▶ **EXERCISE GOAL**
Nothing may be dropped or added when the entries below are copied.
┌─ EXTRACTED RECORDS
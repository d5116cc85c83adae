//! Error types and result alias for the crate.
//!
//! All variants are load-time failures: the query structures are validated
//! while they are built and are immutable afterwards, so no query can fail
//! once construction has succeeded.
use thiserror::Error;

use crate::raster::color::ColorKey;

pub type Result<T> = std::result::Result<T, Error>;

#[non_exhaustive]
#[derive(Debug, Error)]
pub enum Error {
    #[error("invalid configuration: {0}")]
    InvalidConfig(String),

    #[error("duplicate color key {color} at property indices {first} and {second}")]
    DuplicateColorKey {
        color: ColorKey,
        first: usize,
        second: usize,
    },

    #[error("{count} properties exceed the representable index range of {max}")]
    TooManyProperties { count: usize, max: usize },

    #[error("'{source_name}': color {color} of property {index} never appears in the raster")]
    UnusedProperty {
        source_name: String,
        index: usize,
        color: ColorKey,
    },

    #[error("'{source_name}': unclassified pixel at ({x}, {y}) with color {color}")]
    UndefinedArea {
        source_name: String,
        x: u32,
        y: u32,
        color: ColorKey,
    },

    #[error("pixel buffer length {actual} does not match {width}x{height}")]
    DimensionMismatch {
        width: u32,
        height: u32,
        actual: usize,
    },

    #[error(transparent)]
    Io(#[from] std::io::Error),
}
└─
▶ **ANSWER TO THIS EXERCISE**
repository d5116cc85c83adae
//! Error types and result alias for the crate.
//!
//! All variants are load-time failures: the query structures are validated
//! while they are built and are immutable afterwards, so no query can fail
//! once construction has succeeded.
use thiserror::Error;

use crate::raster::color::ColorKey;

pub type Result<T> = std::result::Result<T, Error>;

#[non_exhaustive]
#[derive(Debug, Error)]
pub enum Error {
    #[error("invalid configuration: {0}")]
    InvalidConfig(String),

    #[error("duplicate color key {color} at property indices {first} and {second}")]
    DuplicateColorKey {
        color: ColorKey,
        first: usize,
        second: usize,
    },

    #[error("{count} properties exceed the representable index range of {max}")]
    TooManyProperties { count: usize, max: usize },

    #[error("'{source_name}': color {color} of property {index} never appears in the raster")]
    UnusedProperty {
        source_name: String,
        index: usize,
        color: ColorKey,
    },

    #[error("'{source_name}': unclassified pixel at ({x}, {y}) with color {color}")]
    UndefinedArea {
        source_name: String,
        x: u32,
        y: u32,
        color: ColorKey,
    },

    #[error("pixel buffer length {actual} does not match {width}x{height}")]
    DimensionMismatch {
        width: u32,
        height: u32,
        actual: usize,
    },

    #[error(transparent)]
    Io(#[from] std::io::Error),
}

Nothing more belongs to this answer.